For a couple of decades I loved chopping and simmering stuff while listening to A Prairie Home Companion. Garrison Keillor was an unabashed liberal Democrat, who often pulled no punches in his criticism of “the current occupant,” by which he meant Pres. George W. Bush. But, for the most part, especially in his early years he steered away from politics, at least overt political commentary. His humor was more generally aimed at the foibles of Midwesterners and, as one, I was glad to hear anything about me at all on NPR.
It’s true that, after awhile, he had overstayed his welcome. In his later years, he sounded to me like a guy who had become too big to have an editor. His monologues and his skits went on long past being funny or even having a point.
But he didn’t deserve the end he endured. Somebody accused him of a touch on the back, during a photo, that went on for too long. And, with that, his career was over. He was cancelled, literally, over night by public radio. PHC might have outlived its usefulness and, to his credit, by then he had finally moved on from it, but we were all deprived of his wonderful five-minute Writers’ Almanac spots because he was guilty of sexual harassment. He was. NPR and MPR had decreed it. An accusation equals a conviction. No trial necessary. That’s the new PC order. (I recently discovered that Keillor revived the Almanac on his website.)
I found Keillor’s replacement, Chris Thile, just flat out annoying. I don’t know what it is, but I cannot stand that guy. Much like many voters felt about me after eight years, I guess.
After years in the Saturday evening wilderness, I happened upon Mountain Stage, a nationally syndicated program out of West Virginia that runs from 5 to 7 PM on my very favorite radio station, WXPR -Rhinelander. (It’s a cross between WERN and WORT, but without the insufferableness.) Mountain Stage is like PHC without the skits or the monologue. Larry Gross is the host and he’s a wonderful minimalist. All he does is introduce the acts.
For a couple years I rejoiced. Once again I had background music for sipping a cocktail while I worked through a new recipe on a Saturday evening. And then Trump happened, and Mountain Stage followed the hard-left down a rathole. The program now can’t get through a half hour without some folkie preaching at me about social justice. I’m for it. But do I really have to hear about your victimhood while I’m trying to make dinner? Is there no solace? Can’t I just get a couple of hours when I’m not reminded about what a horrible oppressor I am just by virtue of being an old, straight, white guy? If you listen to public radio, the answer is ‘no.’

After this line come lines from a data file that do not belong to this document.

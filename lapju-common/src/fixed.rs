//! Fixed-point hundredths for percentages, weights, volumes and prices
//!
//! All fractional quantities LAPJU persists are stored as `i64` hundredths
//! (two decimal places): `12.34` is stored as `1234`. Floating point is only
//! used transiently inside a computation, and every result is rounded back
//! to hundredths with round-half-away-from-zero before it is stored or
//! compared. Repeated normalization passes therefore cannot drift.
//!
//! Conversion flow:
//!
//! ```text
//! User input (f64, e.g. CLI)
//!     ↓
//! from_f64() → database storage (i64 hundredths)
//!     ↓
//! arithmetic in hundredths (exact) or f64 (rounded on the way out)
//!     ↓
//! format() → display ("12.34")
//! ```

/// One whole unit (1.00) in hundredths
pub const ONE: i64 = 100;

/// Full scale for percentages and weight sums: 100.00
pub const FULL_SCALE: i64 = 10_000;

/// Tolerance for the leaf-weight-sum invariant: 0.01
pub const WEIGHT_SUM_TOLERANCE: i64 = 1;

/// Round a float to the nearest integer, halves away from zero
pub fn round_half_away(value: f64) -> i64 {
    if value >= 0.0 {
        (value + 0.5).floor() as i64
    } else {
        (value - 0.5).ceil() as i64
    }
}

/// Convert a display value (e.g. `12.34`) into hundredths
pub fn from_f64(value: f64) -> i64 {
    round_half_away(value * ONE as f64)
}

/// Convert hundredths back into a display value
pub fn to_f64(hundredths: i64) -> f64 {
    hundredths as f64 / ONE as f64
}

/// Product of two hundredths quantities, in hundredths
///
/// Used for `total_price = price × volume`. Exact integer arithmetic:
/// the raw product carries four decimal places, which are folded back to
/// two with half-away-from-zero rounding.
pub fn mul(a: i64, b: i64) -> i64 {
    let product = a * b;
    let quotient = product / ONE;
    let remainder = product % ONE;
    if remainder.abs() * 2 >= ONE {
        quotient + product.signum()
    } else {
        quotient
    }
}

/// Format hundredths as a two-decimal string, e.g. `"12.34"`
pub fn format(hundredths: i64) -> String {
    let sign = if hundredths < 0 { "-" } else { "" };
    let abs = hundredths.abs();
    format!("{}{}.{:02}", sign, abs / ONE, abs % ONE)
}
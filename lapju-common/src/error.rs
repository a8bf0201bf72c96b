//! Common error types for LAPJU

use thiserror::Error;

/// Common result type for LAPJU operations
pub type Result<T> = std::result::Result<T, Error>;

/// Common error types across the LAPJU tools
#[derive(Error, Debug)]
pub enum Error {
    /// Database operation error (wraps sqlx::Error)
    #[error("Database error: {0}")]
    Database(#[from] sqlx::Error),

    /// I/O operation error (wraps std::io::Error)
    #[error("IO error: {0}")]
    Io(#[from] std::io::Error),

    /// Configuration loading or validation error
    #[error("Configuration error: {0}")]
    Config(String),

    /// Requested project/task/template not found
    #[error("Not found: {0}")]
    NotFound(String),

    /// Invalid user input, reported with the offending field
    #[error("{field}: {message}")]
    Validation { field: String, message: String },

    /// Weight normalization requires at least one leaf task
    #[error("No leaf tasks to normalize")]
    NoLeafTasks,

    /// Weight normalization is undefined when the current sum is zero
    #[error("Leaf weights sum to zero, scaling is undefined")]
    ZeroWeightSum,

    /// Parent-link cycle encountered while walking toward the root
    #[error("Parent cycle detected at node {0}")]
    CycleDetected(String),

    /// Internal error
    #[error("Internal error: {0}")]
    Internal(String),
}

impl Error {
    /// Build a field-level validation error
    pub fn validation(field: &str, message: impl Into<String>) -> Self {
        Error::Validation {
            field: field.to_string(),
            message: message.into(),
        }
    }
}
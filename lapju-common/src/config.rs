//! Configuration loading and root folder resolution

use crate::{Error, Result};
use std::path::{Path, PathBuf};

/// Environment variable overriding the root folder
pub const ROOT_ENV_VAR: &str = "LAPJU_ROOT";

/// Database file name inside the root folder
pub const DATABASE_FILE: &str = "lapju.db";

/// Root folder resolution priority order:
/// 1. Command-line argument (highest priority)
/// 2. `LAPJU_ROOT` environment variable
/// 3. TOML config file (`root_folder` key)
/// 4. OS-dependent compiled default (fallback)
pub fn resolve_root_folder(cli_arg: Option<&str>) -> PathBuf {
    // Priority 1: Command-line argument
    if let Some(path) = cli_arg {
        return PathBuf::from(path);
    }

    // Priority 2: Environment variable
    if let Ok(path) = std::env::var(ROOT_ENV_VAR) {
        if !path.is_empty() {
            return PathBuf::from(path);
        }
    }

    // Priority 3: TOML config file
    if let Ok(config_path) = locate_config_file() {
        if let Ok(toml_content) = std::fs::read_to_string(&config_path) {
            if let Ok(config) = toml::from_str::<toml::Value>(&toml_content) {
                if let Some(root_folder) = config.get("root_folder").and_then(|v| v.as_str()) {
                    return PathBuf::from(root_folder);
                }
            }
        }
    }

    // Priority 4: OS-dependent compiled default
    default_root_folder()
}

/// Get default configuration file path for the platform
fn locate_config_file() -> Result<PathBuf> {
    if cfg!(target_os = "linux") {
        // Try ~/.config/lapju/config.toml first, then /etc/lapju/config.toml
        let user_config = dirs::config_dir().map(|d| d.join("lapju").join("config.toml"));
        let system_config = PathBuf::from("/etc/lapju/config.toml");

        if let Some(path) = user_config {
            if path.exists() {
                return Ok(path);
            }
        }
        if system_config.exists() {
            return Ok(system_config);
        }
        Err(Error::Config("No config file found".to_string()))
    } else {
        let path = dirs::config_dir()
            .map(|d| d.join("lapju").join("config.toml"))
            .ok_or_else(|| Error::Config("Could not determine config directory".to_string()))?;
        if path.exists() {
            Ok(path)
        } else {
            Err(Error::Config(format!("Config file not found: {:?}", path)))
        }
    }
}

/// Get OS-dependent default root folder path
fn default_root_folder() -> PathBuf {
    if cfg!(target_os = "linux") {
        dirs::data_local_dir()
            .map(|d| d.join("lapju"))
            .unwrap_or_else(|| PathBuf::from("/var/lib/lapju"))
    } else if cfg!(target_os = "macos") {
        dirs::data_dir()
            .map(|d| d.join("lapju"))
            .unwrap_or_else(|| PathBuf::from("/Library/Application Support/lapju"))
    } else if cfg!(target_os = "windows") {
        dirs::data_local_dir()
            .map(|d| d.join("lapju"))
            .unwrap_or_else(|| PathBuf::from("C:\\ProgramData\\lapju"))
    } else {
        PathBuf::from("./lapju_data")
    }
}

/// Create the root folder if it does not exist yet
pub fn ensure_root_folder(root: &Path) -> Result<()> {
    std::fs::create_dir_all(root)?;
    Ok(())
}

/// Path of the SQLite database inside the root folder
pub fn database_path(root: &Path) -> PathBuf {
    root.join(DATABASE_FILE)
}
//! Progress rollup computation
//!
//! Aggregates leaf percentages bottom-up to every non-leaf task and to the
//! whole project, for an arbitrary as-of date. Pure and side-effect free:
//! callers load the task tree and the latest known leaf percentages, this
//! module only computes. The same computation serves the live dashboard and
//! historical snapshots.
//!
//! A leaf with no recorded entry is "no data": it contributes 0 to every
//! mean and still counts in the denominator, but is reported as `None` so
//! callers can distinguish it from a recorded 0%.

use crate::fixed;
use crate::tree::{self, TreeNode};
use serde::Serialize;
use std::collections::HashMap;

/// How leaf percentages combine into a parent figure
#[derive(Debug, Clone, Copy, PartialEq, Eq, Default)]
pub enum RollupMode {
    /// Arithmetic mean over leaf descendants
    #[default]
    Unweighted,
    /// Weight-proportional mean; falls back to unweighted on zero total weight
    Weighted,
}

impl RollupMode {
    /// Parse mode from its settings value
    pub fn from_str(s: &str) -> Option<Self> {
        match s.to_lowercase().as_str() {
            "unweighted" => Some(RollupMode::Unweighted),
            "weighted" => Some(RollupMode::Weighted),
            _ => None,
        }
    }

    /// Canonical settings value
    pub fn as_str(&self) -> &'static str {
        match self {
            RollupMode::Unweighted => "unweighted",
            RollupMode::Weighted => "weighted",
        }
    }
}

/// Latest known state of one leaf as of the target date
#[derive(Debug, Clone)]
pub struct LeafState {
    /// `None` = no entry on or before the target date
    pub percentage_h: Option<i64>,
    pub weight_h: i64,
}

/// Aggregate figure for one non-leaf task
#[derive(Debug, Clone, Serialize, PartialEq, Eq)]
pub struct TaskRollup {
    pub percentage_h: i64,
    pub leaf_count: u32,
}

/// Full rollup for one project as of a date
#[derive(Debug, Clone, Serialize)]
pub struct RollupReport {
    /// Aggregates per non-leaf task guid
    pub parents: HashMap<String, TaskRollup>,
    /// Latest known percentage per leaf guid, `None` = no data
    pub leaves: HashMap<String, Option<i64>>,
    /// Whole-project figure over all leaves, independent of grouping
    pub project_percentage_h: i64,
    pub project_leaf_count: u32,
}

fn aggregate(states: &[&LeafState], mode: RollupMode) -> i64 {
    if states.is_empty() {
        return 0;
    }
    match mode {
        RollupMode::Unweighted => {
            let sum: i64 = states.iter().map(|s| s.percentage_h.unwrap_or(0)).sum();
            fixed::round_half_away(sum as f64 / states.len() as f64)
        }
        RollupMode::Weighted => {
            let total_weight: i64 = states.iter().map(|s| s.weight_h).sum();
            if total_weight == 0 {
                return aggregate(states, RollupMode::Unweighted);
            }
            let weighted_sum: i64 = states
                .iter()
                .map(|s| s.percentage_h.unwrap_or(0) * s.weight_h)
                .sum();
            fixed::round_half_away(weighted_sum as f64 / total_weight as f64)
        }
    }
}

fn state_of<'a>(states: &'a HashMap<String, LeafState>, guid: &str) -> &'a LeafState {
    static NO_DATA: LeafState = LeafState {
        percentage_h: None,
        weight_h: 0,
    };
    states.get(guid).unwrap_or(&NO_DATA)
}

/// Compute the rollup for a loaded task tree
///
/// `leaf_states` maps leaf guid to its latest known percentage and weight;
/// leaves absent from the map are treated as no-data. Non-leaf tasks with
/// zero leaf descendants (empty containers) report `0 / 0`.
pub fn compute_rollup<N: TreeNode>(
    nodes: &[N],
    leaf_states: &HashMap<String, LeafState>,
    mode: RollupMode,
) -> RollupReport {
    let leaf_guids: Vec<&str> = nodes
        .iter()
        .filter(|n| tree::is_leaf(*n, nodes))
        .map(|n| n.guid())
        .collect();

    let mut leaves = HashMap::new();
    for guid in &leaf_guids {
        leaves.insert(guid.to_string(), state_of(leaf_states, guid).percentage_h);
    }

    let mut parents = HashMap::new();
    for node in nodes {
        if tree::is_leaf(node, nodes) {
            continue;
        }
        let states: Vec<&LeafState> = tree::leaf_descendants(node, nodes)
            .iter()
            .map(|leaf| state_of(leaf_states, leaf.guid()))
            .collect();
        parents.insert(
            node.guid().to_string(),
            TaskRollup {
                percentage_h: aggregate(&states, mode),
                leaf_count: states.len() as u32,
            },
        );
    }

    let all_states: Vec<&LeafState> = leaf_guids
        .iter()
        .map(|guid| state_of(leaf_states, guid))
        .collect();

    RollupReport {
        parents,
        leaves,
        project_percentage_h: aggregate(&all_states, mode),
        project_leaf_count: all_states.len() as u32,
    }
}

#[cfg(test)]
mod tests {
    use super::*;
    use crate::tree::TreeNode;

    struct Node {
        guid: String,
        parent: Option<String>,
        left: i64,
        right: i64,
    }

    impl TreeNode for Node {
        fn guid(&self) -> &str {
            &self.guid
        }
        fn parent_guid(&self) -> Option<&str> {
            self.parent.as_deref()
        }
        fn left_bound(&self) -> i64 {
            self.left
        }
        fn right_bound(&self) -> i64 {
            self.right
        }
    }

    fn node(guid: &str, parent: Option<&str>, left: i64, right: i64) -> Node {
        Node {
            guid: guid.to_string(),
            parent: parent.map(str::to_string),
            left,
            right,
        }
    }

    fn state(percentage_h: Option<i64>, weight_h: i64) -> LeafState {
        LeafState {
            percentage_h,
            weight_h,
        }
    }

    #[test]
    fn test_parent_is_unweighted_mean() {
        // p { l1, l2 } with 40% and 80% → 60.00, leaf_count 2
        let nodes = vec![
            node("p", None, 1, 6),
            node("l1", Some("p"), 2, 3),
            node("l2", Some("p"), 4, 5),
        ];
        let mut states = HashMap::new();
        states.insert("l1".to_string(), state(Some(4_000), 5_000));
        states.insert("l2".to_string(), state(Some(8_000), 5_000));

        let report = compute_rollup(&nodes, &states, RollupMode::Unweighted);
        let p = &report.parents["p"];
        assert_eq!(p.percentage_h, 6_000);
        assert_eq!(p.leaf_count, 2);
        assert_eq!(report.project_percentage_h, 6_000);
        assert_eq!(report.project_leaf_count, 2);
    }

    #[test]
    fn test_no_data_counts_as_zero_but_reported_as_none() {
        let nodes = vec![
            node("p", None, 1, 6),
            node("l1", Some("p"), 2, 3),
            node("l2", Some("p"), 4, 5),
        ];
        let mut states = HashMap::new();
        states.insert("l1".to_string(), state(Some(9_000), 0));
        // l2 has no entry at all

        let report = compute_rollup(&nodes, &states, RollupMode::Unweighted);
        // (90 + 0) / 2 = 45.00
        assert_eq!(report.parents["p"].percentage_h, 4_500);
        assert_eq!(report.parents["p"].leaf_count, 2);
        assert_eq!(report.leaves["l1"], Some(9_000));
        assert_eq!(report.leaves["l2"], None);
    }

    #[test]
    fn test_empty_tree() {
        let report = compute_rollup::<Node>(&[], &HashMap::new(), RollupMode::Unweighted);
        assert!(report.parents.is_empty());
        assert!(report.leaves.is_empty());
        assert_eq!(report.project_leaf_count, 0);
        assert_eq!(report.project_percentage_h, 0);
    }

    #[test]
    fn test_container_with_no_leaf_descendants() {
        // "c" is referenced as a parent but its interval contains nothing;
        // this only happens with corrupted bounds, which must degrade to a
        // 0 / 0 report instead of failing
        let nodes = vec![
            node("c", None, 2, 3),
            node("d", Some("c"), 4, 5),
        ];
        let report = compute_rollup(&nodes, &HashMap::new(), RollupMode::Unweighted);
        assert_eq!(
            report.parents["c"],
            TaskRollup {
                percentage_h: 0,
                leaf_count: 0
            }
        );
    }

    #[test]
    fn test_childless_container_is_a_leaf() {
        // leaf status is decided by parent references, so a grouping node
        // nobody references behaves as a no-data leaf
        let nodes = vec![
            node("root", None, 1, 8),
            node("c", Some("root"), 2, 3),
            node("l", Some("root"), 4, 5),
            node("x", Some("root"), 6, 7),
        ];
        let mut states = HashMap::new();
        states.insert("l".to_string(), state(Some(2_000), 0));
        states.insert("x".to_string(), state(Some(4_000), 0));

        let report = compute_rollup(&nodes, &states, RollupMode::Unweighted);
        assert_eq!(report.leaves["c"], None);
        assert_eq!(report.parents["root"].leaf_count, 3);
        // (20 + 40 + 0) / 3 = 20.00
        assert_eq!(report.parents["root"].percentage_h, 2_000);
    }

    #[test]
    fn test_weighted_mode() {
        let nodes = vec![
            node("p", None, 1, 6),
            node("l1", Some("p"), 2, 3),
            node("l2", Some("p"), 4, 5),
        ];
        let mut states = HashMap::new();
        // 40% at weight 75, 80% at weight 25 → 50.00 weighted
        states.insert("l1".to_string(), state(Some(4_000), 7_500));
        states.insert("l2".to_string(), state(Some(8_000), 2_500));

        let report = compute_rollup(&nodes, &states, RollupMode::Weighted);
        assert_eq!(report.parents["p"].percentage_h, 5_000);

        // zero total weight falls back to the unweighted mean
        let mut zero = HashMap::new();
        zero.insert("l1".to_string(), state(Some(4_000), 0));
        zero.insert("l2".to_string(), state(Some(8_000), 0));
        let report = compute_rollup(&nodes, &zero, RollupMode::Weighted);
        assert_eq!(report.parents["p"].percentage_h, 6_000);
    }

    #[test]
    fn test_project_figure_ignores_grouping() {
        // root { a { l1 }, l2 } — project mean is over l1 and l2 directly
        let nodes = vec![
            node("root", None, 1, 8),
            node("a", Some("root"), 2, 5),
            node("l1", Some("a"), 3, 4),
            node("l2", Some("root"), 6, 7),
        ];
        let mut states = HashMap::new();
        states.insert("l1".to_string(), state(Some(10_000), 0));
        states.insert("l2".to_string(), state(Some(0), 0));

        let report = compute_rollup(&nodes, &states, RollupMode::Unweighted);
        assert_eq!(report.parents["a"].percentage_h, 10_000);
        assert_eq!(report.parents["root"].percentage_h, 5_000);
        assert_eq!(report.project_percentage_h, 5_000);
    }

    #[test]
    fn test_mode_settings_round_trip() {
        assert_eq!(RollupMode::from_str("weighted"), Some(RollupMode::Weighted));
        assert_eq!(
            RollupMode::from_str("UNWEIGHTED"),
            Some(RollupMode::Unweighted)
        );
        assert_eq!(RollupMode::from_str("nope"), None);
        for mode in [RollupMode::Unweighted, RollupMode::Weighted] {
            assert_eq!(RollupMode::from_str(mode.as_str()), Some(mode));
        }
    }
}
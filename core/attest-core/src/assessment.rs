//! Session-level entry points tying reconstruction, scoring and detection.

use serde::Serialize;

use crate::config::PolicyConfig;
use crate::engagement::{score_timeline, EngagementAssessment};
use crate::error::GenerationError;
use crate::fraud::{detect_violations, FraudAssessment};
use crate::timeline::{reconstruct, Timeline};
use crate::types::{AttendanceSession, SessionStatus};
use crate::validation::{evaluate, ValidationReport};

#[derive(Debug, Clone, PartialEq, Serialize)]
pub struct SessionAssessment {
    pub timeline: Timeline,
    pub engagement: EngagementAssessment,
    pub fraud: FraudAssessment,
    pub validation: ValidationReport,
}

pub fn timeline_for(session: &AttendanceSession, policy: &PolicyConfig) -> Timeline {
    reconstruct(
        &session.events,
        session.scheduled_duration_min,
        &policy.timeline,
    )
}

pub fn score_session(session: &AttendanceSession, policy: &PolicyConfig) -> EngagementAssessment {
    score_timeline(&timeline_for(session, policy), &policy.engagement)
}

pub fn detect_fraud(session: &AttendanceSession, policy: &PolicyConfig) -> FraudAssessment {
    let timeline = timeline_for(session, policy);
    let engagement = score_timeline(&timeline, &policy.engagement);
    detect_violations(
        &timeline,
        session.scheduled_duration_min,
        &engagement,
        &policy.fraud,
    )
}

/// Run every stage once over a single reconstruction.
pub fn assess_session(session: &AttendanceSession, policy: &PolicyConfig) -> SessionAssessment {
    let timeline = timeline_for(session, policy);
    let engagement = score_timeline(&timeline, &policy.engagement);
    let fraud = detect_violations(
        &timeline,
        session.scheduled_duration_min,
        &engagement,
        &policy.fraud,
    );
    let validation = evaluate(
        session.scheduled_start,
        session.scheduled_duration_min,
        &timeline,
        &policy.validation,
    );
    SessionAssessment {
        timeline,
        engagement,
        fraud,
        validation,
    }
}

/// Copy reconstructed metrics and data-quality flags onto the session.
pub fn apply_timeline(session: &mut AttendanceSession, timeline: &Timeline) {
    session.join_time = timeline.first_join;
    session.leave_time = timeline.last_leave;
    session.metrics = Some(timeline.metrics.clone());
    for flag in &timeline.data_quality {
        session.metadata.add_flag(*flag);
    }
}

/// Only completed, unrejected sessions without a record may be finalized.
pub fn check_eligibility(session: &AttendanceSession) -> Result<(), GenerationError> {
    if let Some(record_id) = &session.record_id {
        return Err(GenerationError::AlreadyExists {
            session_id: session.session_id.clone(),
            record_id: record_id.clone(),
        });
    }
    if let Some(reason) = &session.metadata.rejection_reason {
        return Err(GenerationError::NotEligible {
            session_id: session.session_id.clone(),
            reason: format!("rejected: {}", reason),
        });
    }
    if session.status != SessionStatus::Completed {
        return Err(GenerationError::NotEligible {
            session_id: session.session_id.clone(),
            reason: format!("status is {}", session.status.as_str()),
        });
    }
    Ok(())
}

I’m reminded of this because, as I write this, I’m listening to “an archived edition” of Mountain Stage (archived editions are what they call reruns on NPR) from way back in February, 2003, the very month I surprised even myself by winning the primary for Madison mayor. Two decades ago the program was just about great music. It was wonderful. And there is not a single political message in any of it. Todd Rundgren was on the show. “Hello, it’s me…” Great song. No social justice message that I can discern, although maybe you’re so far gone that you can. If so, please do not contact me.
And that pretty much sums it up. I’m a 62-year old straight white guy (63 on Thursday), who has been a lifelong liberal and one-time avid public radio listener. Now, I tune it in until I can’t take it any more — usually about 20 minutes.
And that, folks, describes better than anything else I can think of why I still think of myself as a liberal Democrat, but so very much not in step with the current Democratic Party or with the world as described on public radio.
Welcome to the 360th consecutive day of posts here at YSDA. Thanks for reading!